The wide adoption of smart devices and Internet-of-Things (IoT) sensors has led to massive growth in data generation at the edge of the Internet over the past decade. Intelligent real-time analysis of such a high volume of data, particularly leveraging highly accurate deep learning (DL) models, often requires the data to be processed as close to the data sources (or at the edge of the Internet) to minimize the network and processing latency. The advent of specialized, low-cost, and power-efficient edge devices has greatly facilitated DL inference tasks at the edge. However, limited research has been done to improve the inference throughput (e.g., number of inferences per second) by exploiting various system techniques. This study investigates system techniques, such as batched inferencing, AI multi-tenancy, and cluster of AI accelerators, which can significantly enhance the overall inference throughput on edge devices with DL models for image classification tasks. In particular, AI multi-tenancy enables collective utilization of edge devices’ system resources (CPU, GPU) and AI accelerators (e.g., Edge Tensor Processing Units; EdgeTPUs). The evaluation results show that batched inferencing results in more than 2.4× throughput improvement on devices equipped with high-performance GPUs like Jetson Xavier NX. Moreover, with multi-tenancy approaches, e.g., concurrent model executions (CME) and dynamic model placements (DMP), the DL inference throughput on edge devices (with GPUs) and EdgeTPU can be further improved by up to 3× and 10×, respectively. Furthermore, we present a detailed analysis of hardware and software factors that change the DL inference throughput on edge devices and EdgeTPUs, thereby shedding light on areas that could be further improved to achieve high-performance DL inference at the edge.

查看原文

微信好友朋友圈 QQ好友复制链接

本刊更多论文

触及天空:利用AI多租户最大化边缘设备上的深度学习推理吞吐量

在过去十年中，智能设备和物联网(IoT)传感器的广泛采用导致了互联网边缘数据生成的大规模增长。对如此大量的数据进行智能实时分析，特别是利用高度精确的深度学习(DL)模型，通常需要在靠近数据源(或在互联网边缘)的地方处理数据，以最大限度地减少网络和处理延迟。专业、低成本和节能的边缘设备的出现极大地促进了边缘的深度学习推理任务。然而，通过利用各种系统技术来提高推理吞吐量(例如，每秒推理次数)的研究有限。本研究探讨了批处理推理、人工智能多租户和人工智能加速器集群等系统技术，这些技术可以显著提高边缘设备上使用深度学习模型进行图像分类任务的整体推理吞吐量。特别是，AI多租户允许集体利用边缘设备的系统资源(CPU, GPU)和AI加速器(例如，边缘张量处理单元;EdgeTPUs)。评估结果表明，在配备Jetson Xavier NX等高性能gpu的设备上，批处理推理使吞吐量提高了2.4倍以上。此外，通过多租户方法，例如并发模型执行(CME)和动态模型放置(DMP)，边缘设备(带有gpu)和EdgeTPU上的DL推理吞吐量可以分别进一步提高3倍和10倍。此外，我们还详细分析了改变边缘设备和edgetpu上深度学习推理吞吐量的硬件和软件因素，从而揭示了可以进一步改进的领域，以在边缘实现高性能深度学习推理。

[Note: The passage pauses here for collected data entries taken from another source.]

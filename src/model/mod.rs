pub mod config;
pub mod item;
pub mod project;

pub use config::*;
pub use item::*;
pub use project::*;
use std::path::PathBuf;

use clap::{Args, Parser, Subcommand};

#[derive(Parser)]
#[command(name = "jot", about = concat!("[>] jot v", env!("CARGO_PKG_VERSION"), " - one text box, slash commands"), version)]
pub struct Cli {
    #[command(subcommand)]
    pub command: Option<Commands>,

    /// Output as JSON
    #[arg(long, global = true)]
    pub json: bool,

    /// Data file (default: from config, else jot.json)
    #[arg(long, global = true)]
    pub data: Option<PathBuf>,

    /// Config file (default: jot.toml)
    #[arg(long, global = true)]
    pub config: Option<PathBuf>,
}

#[derive(Subcommand)]
pub enum Commands {
    /// Run one input line exactly as it would be typed in the chat box
    Exec(ExecArgs),
    /// List stored timeline items, newest first
    List(ListArgs),
    /// List projects
    Projects,
}

#[derive(Args)]
pub struct ExecArgs {
    /// The line; a leading slash makes it a command, anything else is a note
    #[arg(trailing_var_arg = true, required = true)]
    pub line: Vec<String>,
}

#[derive(Args)]
pub struct ListArgs {
    /// Restrict to one item type: task, event or note
    #[arg(long)]
    pub kind: Option<String>,
}
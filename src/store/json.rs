use std::fs;
use std::io::Write;
use std::path::{Path, PathBuf};

use tempfile::NamedTempFile;

use crate::model::{Collection, Event, Note, Project, Task, TaskStatus, TimelineItem};
use crate::store::{ItemStore, MemoryStore, StoreError};

/// File-backed store: a [`MemoryStore`] persisted to a JSON file after
/// every mutation, written atomically (temp file + rename).
#[derive(Debug)]
pub struct JsonStore {
    path: PathBuf,
    inner: MemoryStore,
}

impl JsonStore {
    /// Open the data file at `path`, creating an empty store if it does
    /// not exist yet.
    pub fn open(path: &Path) -> Result<JsonStore, StoreError> {
        let inner = match fs::read_to_string(path) {
            Ok(text) => serde_json::from_str(&text)?,
            Err(e) if e.kind() == std::io::ErrorKind::NotFound => MemoryStore::new(),
            Err(e) => return Err(e.into()),
        };
        Ok(JsonStore {
            path: path.to_path_buf(),
            inner,
        })
    }

    pub fn path(&self) -> &Path {
        &self.path
    }

    fn persist(&self) -> Result<(), StoreError> {
        let content = serde_json::to_string_pretty(&self.inner)?;
        let dir = self.path.parent().unwrap_or_else(|| Path::new("."));
        let mut tmp = NamedTempFile::new_in(dir)?;
        tmp.write_all(content.as_bytes())?;
        tmp.persist(&self.path).map_err(|e| e.error)?;
        Ok(())
    }

    fn mutate<T>(
        &mut self,
        op: impl FnOnce(&mut MemoryStore) -> Result<T, StoreError>,
    ) -> Result<T, StoreError> {
        let result = op(&mut self.inner)?;
        self.persist()?;
        Ok(result)
    }
}

impl ItemStore for JsonStore {
    fn create_task(
        &mut self,
        content: &str,
        status: TaskStatus,
        project_id: Option<u64>,
    ) -> Result<Task, StoreError> {
        self.mutate(|s| s.create_task(content, status, project_id))
    }

    fn create_event(
        &mut self,
        content: &str,
        project_id: Option<u64>,
        collection_id: Option<u64>,
    ) -> Result<Event, StoreError> {
        self.mutate(|s| s.create_event(content, project_id, collection_id))
    }

    fn create_note(
        &mut self,
        content: &str,
        collection_id: Option<u64>,
    ) -> Result<Note, StoreError> {
        self.mutate(|s| s.create_note(content, collection_id))
    }

    fn create_project(&mut self, name: &str) -> Result<Project, StoreError> {
        self.mutate(|s| s.create_project(name))
    }

    fn create_collection(&mut self, name: &str) -> Result<Collection, StoreError> {
        self.mutate(|s| s.create_collection(name))
    }

    fn update_task_status(&mut self, id: u64, status: TaskStatus) -> Result<Task, StoreError> {
        self.mutate(|s| s.update_task_status(id, status))
    }

    fn update_content(&mut self, id: u64, content: &str) -> Result<TimelineItem, StoreError> {
        self.mutate(|s| s.update_content(id, content))
    }

    fn delete_item(&mut self, id: u64) -> Result<(), StoreError> {
        self.mutate(|s| s.delete_item(id))
    }

    fn delete_items(&mut self, ids: &[u64]) -> Result<usize, StoreError> {
        self.mutate(|s| s.delete_items(ids))
    }

    fn items(&self) -> Vec<TimelineItem> {
        self.inner.items()
    }

    fn tasks(&self) -> Vec<Task> {
        self.inner.tasks()
    }

    fn projects(&self) -> Vec<Project> {
        self.inner.projects()
    }

    fn collections(&self) -> Vec<Collection> {
        self.inner.collections()
    }

    fn find_project(&self, name: &str) -> Option<Project> {
        self.inner.find_project(name)
    }

    fn find_collection(&self, name: &str) -> Option<Collection> {
        self.inner.find_collection(name)
    }
}

#[cfg(test)]
mod tests {
    use super::*;
    use tempfile::TempDir;

    #[test]
    fn survives_reopen() {
        let dir = TempDir::new().unwrap();
        let path = dir.path().join("jot.json");

        {
            let mut store = JsonStore::open(&path).unwrap();
            store.create_task("persisted", TaskStatus::Todo, None).unwrap();
            store.create_project("home").unwrap();
        }

        let store = JsonStore::open(&path).unwrap();
        let items = store.items();
        assert_eq!(items.len(), 1);
        assert_eq!(items[0].content(), "persisted");
        assert!(store.find_project("home").is_some());
    }

    #[test]
    fn ids_continue_after_reopen() {
        let dir = TempDir::new().unwrap();
        let path = dir.path().join("jot.json");

        let first = {
            let mut store = JsonStore::open(&path).unwrap();
            store.create_task("a", TaskStatus::Todo, None).unwrap().id
        };
        let second = {
            let mut store = JsonStore::open(&path).unwrap();
            store.create_task("b", TaskStatus::Todo, None).unwrap().id
        };
        assert!(second > first);
    }

    #[test]
    fn corrupt_file_is_an_error() {
        let dir = TempDir::new().unwrap();
        let path = dir.path().join("jot.json");
        fs::write(&path, "not json").unwrap();
        assert!(matches!(
            JsonStore::open(&path).unwrap_err(),
            StoreError::Corrupt(_)
        ));
    }
}
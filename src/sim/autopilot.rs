//! Demo/headless input source
//!
//! Shoots at the nearest enemy on a fixed cadence and steps away from
//! anything that gets close. Used when no human is at the keyboard.

use super::state::{Enemy, SimulationState};
use super::tick::{Direction, FireRequest, IntentSet, TickInput};

/// Simple AI that plays the game
#[derive(Debug, Clone)]
pub struct Autopilot {
    /// Ticks between shots
    pub fire_every: u64,
    /// Enemies closer than this trigger evasion
    pub danger_radius: f32,
}

impl Default for Autopilot {
    fn default() -> Self {
        Self {
            fire_every: 12,
            danger_radius: 90.0,
        }
    }
}

impl Autopilot {
    /// Nearest live enemy to the player
    fn nearest<'a>(state: &'a SimulationState) -> Option<&'a Enemy> {
        let player = state.player.pos;
        state.enemies.iter().min_by(|a, b| {
            a.pos
                .distance_squared(player)
                .partial_cmp(&b.pos.distance_squared(player))
                .unwrap_or(std::cmp::Ordering::Equal)
        })
    }

    /// Decide this tick's input
    pub fn input(&self, state: &SimulationState) -> TickInput {
        let mut input = TickInput::default();
        let Some(target) = Self::nearest(state) else {
            return input;
        };

        if self.fire_every > 0 && state.time_ticks % self.fire_every == 0 {
            input.fire.push(FireRequest::at(target.pos));
        }

        let away = state.player.pos - target.pos;
        if away.length() < self.danger_radius {
            input.intent = evade(away);
        }
        input
    }
}

/// Hold the directions that increase distance along `away`
fn evade(away: glam::Vec2) -> IntentSet {
    let mut intent = IntentSet::default();
    if away.x < 0.0 {
        intent.insert(Direction::Left);
    } else if away.x > 0.0 {
        intent.insert(Direction::Right);
    }
    if away.y < 0.0 {
        intent.insert(Direction::Up);
    } else if away.y > 0.0 {
        intent.insert(Direction::Down);
    }
    intent
}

本文章由计算机程序翻译，如有差异，请以英文原文为准。

求助全文

约1分钟内获得全文去求助

来源期刊

ACM Transactions on Internet Technology 工程技术-计算机：软件工程

CiteScore

10.30

自引率

1.90%

发文量

137

审稿时长

>12 weeks

期刊介绍： ACM Transactions on Internet Technology (TOIT) brings together many computing disciplines including computer software engineering, computer programming languages, middleware, database management, security, knowledge discovery and data mining, networking and distributed systems, communications, performance and scalability etc. TOIT will cover the results and roles of the individual disciplines and the relationshipsamong them.